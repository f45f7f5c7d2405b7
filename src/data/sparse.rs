//! Compressed sparse row matrix for one-hot encoded features

use crate::error::{MlopsError, Result};
use ndarray::{Array1, Array2};
use serde::{Deserialize, Serialize};

/// Row-major sparse matrix.
///
/// Row `r` owns the entries `indptr[r]..indptr[r + 1]` of `indices` and `data`.
#[derive(Debug, Clone, PartialEq, Serialize, Deserialize)]
pub struct CsrMatrix {
    n_rows: usize,
    n_cols: usize,
    indptr: Vec<usize>,
    indices: Vec<usize>,
    data: Vec<f64>,
}

impl CsrMatrix {
    /// Empty matrix with `n_cols` columns; fill it with [`CsrMatrix::push_row`]
    pub fn new(n_cols: usize) -> Self {
        Self {
            n_rows: 0,
            n_cols,
            indptr: vec![0],
            indices: Vec::new(),
            data: Vec::new(),
        }
    }

    /// Append a row given as `(column, value)` pairs
    pub fn push_row<I>(&mut self, entries: I) -> Result<()>
    where
        I: IntoIterator<Item = (usize, f64)>,
    {
        let mut row: Vec<(usize, f64)> = entries.into_iter().filter(|(_, v)| *v != 0.0).collect();
        row.sort_by_key(|(c, _)| *c);
        for (col, value) in row {
            if col >= self.n_cols {
                return Err(MlopsError::ShapeError {
                    expected: format!("column < {}", self.n_cols),
                    actual: col.to_string(),
                });
            }
            self.indices.push(col);
            self.data.push(value);
        }
        self.indptr.push(self.indices.len());
        self.n_rows += 1;
        Ok(())
    }

    pub fn nrows(&self) -> usize {
        self.n_rows
    }

    pub fn ncols(&self) -> usize {
        self.n_cols
    }

    pub fn shape(&self) -> (usize, usize) {
        (self.n_rows, self.n_cols)
    }

    /// Number of stored entries
    pub fn nnz(&self) -> usize {
        self.data.len()
    }

    /// Non-zero entries of row `r`
    pub fn row(&self, r: usize) -> impl Iterator<Item = (usize, f64)> + '_ {
        let span = self.indptr[r]..self.indptr[r + 1];
        self.indices[span.clone()]
            .iter()
            .copied()
            .zip(self.data[span].iter().copied())
    }

    /// Entry at `(r, c)`; zero when not stored
    pub fn get(&self, r: usize, c: usize) -> f64 {
        let span = self.indptr[r]..self.indptr[r + 1];
        match self.indices[span.clone()].binary_search(&c) {
            Ok(i) => self.data[span.start + i],
            Err(_) => 0.0,
        }
    }

    /// Matrix-vector product
    pub fn dot(&self, v: &Array1<f64>) -> Result<Array1<f64>> {
        if v.len() != self.n_cols {
            return Err(MlopsError::ShapeError {
                expected: format!("{} coefficients", self.n_cols),
                actual: v.len().to_string(),
            });
        }
        Ok((0..self.n_rows)
            .map(|r| self.row(r).map(|(c, x)| x * v[c]).sum())
            .collect())
    }

    /// Densify; only sensible when `n_rows * n_cols` fits in memory
    pub fn to_dense(&self) -> Array2<f64> {
        let mut out = Array2::zeros((self.n_rows, self.n_cols));
        for r in 0..self.n_rows {
            for (c, v) in self.row(r) {
                out[[r, c]] = v;
            }
        }
        out
    }

    /// Build from a dense matrix, skipping zeros
    pub fn from_dense(x: &Array2<f64>) -> Self {
        let mut m = Self::new(x.ncols());
        for row in x.rows() {
            for (c, &v) in row.iter().enumerate() {
                if v != 0.0 {
                    m.indices.push(c);
                    m.data.push(v);
                }
            }
            m.indptr.push(m.indices.len());
            m.n_rows += 1;
        }
        m
    }
}

#[cfg(test)]
mod tests {
    use super::*;
    use ndarray::array;

    #[test]
    fn test_push_and_dense() {
        let mut m = CsrMatrix::new(3);
        m.push_row([(2, 1.0), (0, 4.0)]).unwrap();
        m.push_row(std::iter::empty()).unwrap();
        m.push_row([(1, 2.5)]).unwrap();

        assert_eq!(m.shape(), (3, 3));
        assert_eq!(m.nnz(), 3);
        assert_eq!(
            m.to_dense(),
            array![[4.0, 0.0, 1.0], [0.0, 0.0, 0.0], [0.0, 2.5, 0.0]]
        );
    }

    #[test]
    fn test_get_reads_stored_and_implicit_zeros() {
        let dense = array![[0.0, 3.0, 0.0, 7.0], [0.0, 0.0, 0.0, 0.0], [1.0, 0.0, 2.0, 0.0]];
        let m = CsrMatrix::from_dense(&dense);
        for ((r, c), &v) in dense.indexed_iter() {
            assert_eq!(m.get(r, c), v);
        }
    }

    #[test]
    fn test_dot() {
        let m = CsrMatrix::from_dense(&array![[1.0, 0.0], [0.0, 2.0], [3.0, 1.0]]);
        let out = m.dot(&array![1.0, 10.0]).unwrap();
        assert_eq!(out, array![1.0, 20.0, 13.0]);
    }

    #[test]
    fn test_out_of_range_column() {
        let mut m = CsrMatrix::new(2);
        assert!(m.push_row([(5, 1.0)]).is_err());
    }
}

WHAT NEEDS TO BE DONE:
Please give again the lines above between the line holding "x * v[c]).sum())" and the line holding "m.indices.push(c);", inclusive, exactly as they are and with nothing added.

RESULT FOR THIS TASK:
            .map(|r| self.row(r).map(|(c, x)| x * v[c]).sum())
            .collect())
    }

    /// Densify; only sensible when `n_rows * n_cols` fits in memory
    pub fn to_dense(&self) -> Array2<f64> {
        let mut out = Array2::zeros((self.n_rows, self.n_cols));
        for r in 0..self.n_rows {
            for (c, v) in self.row(r) {
                out[[r, c]] = v;
            }
        }
        out
    }

    /// Build from a dense matrix, skipping zeros
    pub fn from_dense(x: &Array2<f64>) -> Self {
        let mut m = Self::new(x.ncols());
        for row in x.rows() {
            for (c, &v) in row.iter().enumerate() {
                if v != 0.0 {
                    m.indices.push(c);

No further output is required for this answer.